三菱商事、三井物産が抱えるロシア政策変更と米国の制裁リスク

 アーク2への出資が最終調整段階に入ってもなお、三菱商事、三井物産には不安の色濃い状態だ。このプロジェクトを完遂させるまでには二つの大きな政治的リスクが潜んでいるからだ。

 一つはロシア政府による政策変更リスクである。ノバテクが手掛けるアーク2を含む北極圏LNGプロジェクトは、ロシア政府の補助金や免税措置によって“げた“を履かされて成り立っている。

「アーク2のコストは安い。ただ、それはプーチン大統領による優遇措置があってこそ」とあるLNG業界関係者は言う。「プーチンの後はプーチンとも言われるが、それが永遠に続くわけではない」。
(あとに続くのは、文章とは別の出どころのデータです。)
//======---------------------------------------------------------------======//
//                                                                           //
// Copyright 2022-2023 Evan Cox <evanacox00@gmail.com>. All rights reserved. //
//                                                                           //
// Use of this source code is governed by a BSD-style license that can be    //
// found in the LICENSE.txt file at the root of this project, or at the      //
// following link: https://opensource.org/licenses/BSD-3-Clause              //
//                                                                           //
//======---------------------------------------------------------------======//

use crate::arena::SecondarySet;
use crate::ast::{Ast, CommFlags, ForeachStmt, Stmt, StmtData};
use crate::cfg::{
    walk_blocks_once, BackendInfo, Block, BlockStmtVisitor, CommUnit, WalkOptions, WalkScope,
};
use crate::transforms::CommError;
use log::trace;
use std::iter::Copied;
use std::slice;

/// The vertex blocks that received communication, in the order they were
/// first found. Each block appears once.
#[derive(Clone, Debug, Default)]
pub struct TargetBlocks {
    order: Vec<Block>,
    seen: SecondarySet<Block>,
}

impl TargetBlocks {
    /// Creates an empty set.
    pub fn new() -> Self {
        Self::default()
    }

    /// Adds a block, returning `false` if it was already present.
    pub fn insert(&mut self, block: Block) -> bool {
        if self.seen.insert(block) {
            return false;
        }

        self.order.push(block);

        true
    }

    /// Checks if a block is present.
    pub fn contains(&self, block: Block) -> bool {
        self.seen.contains(block)
    }

    /// Gets the number of blocks.
    pub fn len(&self) -> usize {
        self.order.len()
    }

    /// Checks if there are no blocks.
    pub fn is_empty(&self) -> bool {
        self.order.is_empty()
    }

    /// Iterates over the blocks in insertion order.
    pub fn iter(&self) -> Copied<slice::Iter<'_, Block>> {
        self.order.iter().copied()
    }
}

impl<'a> IntoIterator for &'a TargetBlocks {
    type Item = Block;
    type IntoIter = Copied<slice::Iter<'a, Block>>;

    fn into_iter(self) -> Self::IntoIter {
        self.iter()
    }
}

/// Finds the communication sites in the vertex blocks of a procedure.
///
/// An all-vertex `Foreach` is an outer loop, and a neighborhood `Foreach` or
/// a random-write assignment nested inside of one is a communication site.
/// For each site, this tags the loops involved, registers the communication
/// unit, queues a receiver on the enclosing block and records the block as
/// needing a split.
#[derive(Debug, Default)]
pub struct CommunicationDetector {
    targets: TargetBlocks,
}

impl CommunicationDetector {
    /// Creates a detector that has seen nothing.
    pub fn new() -> Self {
        Self::default()
    }

    /// The blocks found so far.
    pub fn targets(&self) -> &TargetBlocks {
        &self.targets
    }

    /// Takes the blocks found.
    pub fn into_targets(self) -> TargetBlocks {
        self.targets
    }

    fn outer_loop(
        &self,
        ast: &mut Ast,
        info: &BackendInfo,
        stmt: Stmt,
        scope: WalkScope,
    ) -> Result<WalkScope, CommError> {
        let fe = ast
            .foreach_mut(stmt)
            .expect("outer loop should be a `Foreach`");

        fe.mark_outer_loop()
            .map_err(|existing| CommError::ConflictingLoopRole { stmt, existing })?;

        trace!(
            "outer loop {stmt:?} in {}",
            info.block(scope.block).id()
        );

        Ok(scope.with_outer_loop(stmt))
    }

    fn inner_loop(
        &mut self,
        ast: &mut Ast,
        info: &mut BackendInfo,
        stmt: Stmt,
        scope: WalkScope,
    ) -> Result<(), CommError> {
        let block_id = info.block(scope.block).id();
        let outer = scope.outer_loop.ok_or(CommError::InnerLoopWithoutOuter {
            block: block_id,
            stmt,
        })?;

        // checked up front so a conflict leaves the tree and the blocks untouched
        ensure_can_mark(ast, outer, |fe| fe.is_outer_loop())?;
        ensure_can_mark(ast, stmt, |fe| !fe.is_outer_loop())?;

        ast.foreach_mut(stmt)
            .expect("inner loop should be a `Foreach`")
            .mark_inner_loop()
            .map_err(|existing| CommError::ConflictingLoopRole { stmt, existing })?;

        let unit = CommUnit::Nested { foreach: stmt };

        info.registry_mut().add_communication_unit_nested(stmt);
        queue_receiver(info, scope.block, unit);
        self.targets.insert(scope.block);

        mark_communication(ast, outer, CommFlags::NESTED)?;

        trace!("inner loop {stmt:?} inside {outer:?} in {block_id}");

        Ok(())
    }

    fn random_write(
        &mut self,
        ast: &mut Ast,
        info: &mut BackendInfo,
        stmt: Stmt,
        sent_block: Stmt,
        scope: WalkScope,
    ) -> Result<(), CommError> {
        let block_id = info.block(scope.block).id();
        let outer = scope.outer_loop.ok_or(CommError::RandomWriteWithoutOuter {
            block: block_id,
            stmt,
        })?;

        let field = ast
            .assign(stmt)
            .and_then(|assign| assign.lhs_field())
            .ok_or(CommError::RandomWriteWithoutField { stmt })?;

        ensure_can_mark(ast, outer, |fe| fe.is_outer_loop())?;

        // the message goes to the vertex being written to, i.e. `n` in `n.dist = ...`
        let symbol = field.driver();
        let registry = info.registry_mut();

        registry.add_communication_unit_random_write(sent_block, symbol);
        registry.add_random_write_sent(sent_block, symbol, stmt);
        queue_receiver(info, scope.block, CommUnit::RandomWrite { sent_block, symbol });
        self.targets.insert(scope.block);

        mark_communication(ast, outer, CommFlags::RANDOM_WRITE)?;

        trace!("random write {stmt:?} through {sent_block:?} inside {outer:?} in {block_id}");

        Ok(())
    }
}

enum Site {
    OuterLoop,
    InnerLoop,
    RandomWrite(Stmt),
    Nothing,
}

impl BlockStmtVisitor for CommunicationDetector {
    type Error = CommError;

    fn accepts_block(&mut self, info: &BackendInfo, block: Block) -> bool {
        info.block(block).is_vertex()
    }

    fn visit_stmt(
        &mut self,
        ast: &mut Ast,
        info: &mut BackendInfo,
        stmt: Stmt,
        scope: WalkScope,
    ) -> Result<WalkScope, CommError> {
        if scope.under_receiver {
            return Err(CommError::ReceiverTraversal {
                block: info.block(scope.block).id(),
                stmt,
            });
        }

        let site = match ast.stmt(stmt) {
            StmtData::Foreach(fe) if fe.iter_kind().is_all_graph() => Site::OuterLoop,
            StmtData::Foreach(_) => Site::InnerLoop,
            StmtData::Assign(assign) => match assign.random_write_sent_block() {
                Some(sent_block) => Site::RandomWrite(sent_block),
                None => Site::Nothing,
            },
            _ => Site::Nothing,
        };

        match site {
            Site::OuterLoop => return self.outer_loop(ast, info, stmt, scope),
            Site::InnerLoop => self.inner_loop(ast, info, stmt, scope)?,
            Site::RandomWrite(sent_block) => self.random_write(ast, info, stmt, sent_block, scope)?,
            Site::Nothing => {}
        }

        Ok(scope)
    }
}

/// Walks every vertex block reachable from the entry block and detects its
/// communication, see [`CommunicationDetector`].
///
/// Returns the vertex blocks that need to be split, in the order they were found.
/// The first broken invariant aborts detection.
pub fn find_communication(ast: &mut Ast, info: &mut BackendInfo) -> Result<TargetBlocks, CommError> {
    let mut detector = CommunicationDetector::new();

    walk_blocks_once(ast, info, &mut detector, WalkOptions::sents_only())?;

    Ok(detector.into_targets())
}

fn ensure_can_mark(
    ast: &Ast,
    stmt: Stmt,
    allowed: impl FnOnce(&ForeachStmt) -> bool,
) -> Result<(), CommError> {
    let fe = ast.foreach(stmt).expect("loop should be a `Foreach`");

    if allowed(fe) {
        Ok(())
    } else {
        Err(CommError::ConflictingLoopRole {
            stmt,
            existing: fe.role(),
        })
    }
}

fn mark_communication(ast: &mut Ast, outer: Stmt, flags: CommFlags) -> Result<(), CommError> {
    ast.foreach_mut(outer)
        .expect("outer loop should be a `Foreach`")
        .mark_communication(flags)
        .map_err(|existing| CommError::ConflictingLoopRole {
            stmt: outer,
            existing,
        })
}

fn queue_receiver(info: &mut BackendInfo, block: Block, unit: CommUnit) {
    let bb = info.block_mut(block);

    // the same site reached twice still only needs to be received once
    if !bb.receivers().contains(&unit) {
        bb.add_receiver(unit);
    }
}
 プーチン大統領が失脚すれば、アーク2への優遇措置が撤廃される可能性がある。その途端に採算が合わなくなるのは、「火を見るよりも明らか」(別の業界関係者)というわけだ。

 もう一つのリスクは、米国政府による制裁だ。ロシアがウクライナのクリミア半島を併合して以降、米国は一部のロシア企業に対して経済制裁を科している。安全保障を名目に北極圏LNGのプロジェクトを経済制裁の対象にする可能性も否定できない。

 実際に石油メジャーの米エクソン・モービルがロシア国営石油大手のロスネフチと取引して、制裁に違反したとして約2億2300万円の罰金を支払うよう命じたられた前例もある。

 LNGプロジェクトは、数十年にわたって投資を回収する息の長い事業だ。 “Long Negotiation Game”ともやゆされるほど難しいビジネスである。三菱商事と三井物産はリスクを背負って、長い、長いゲームを始める。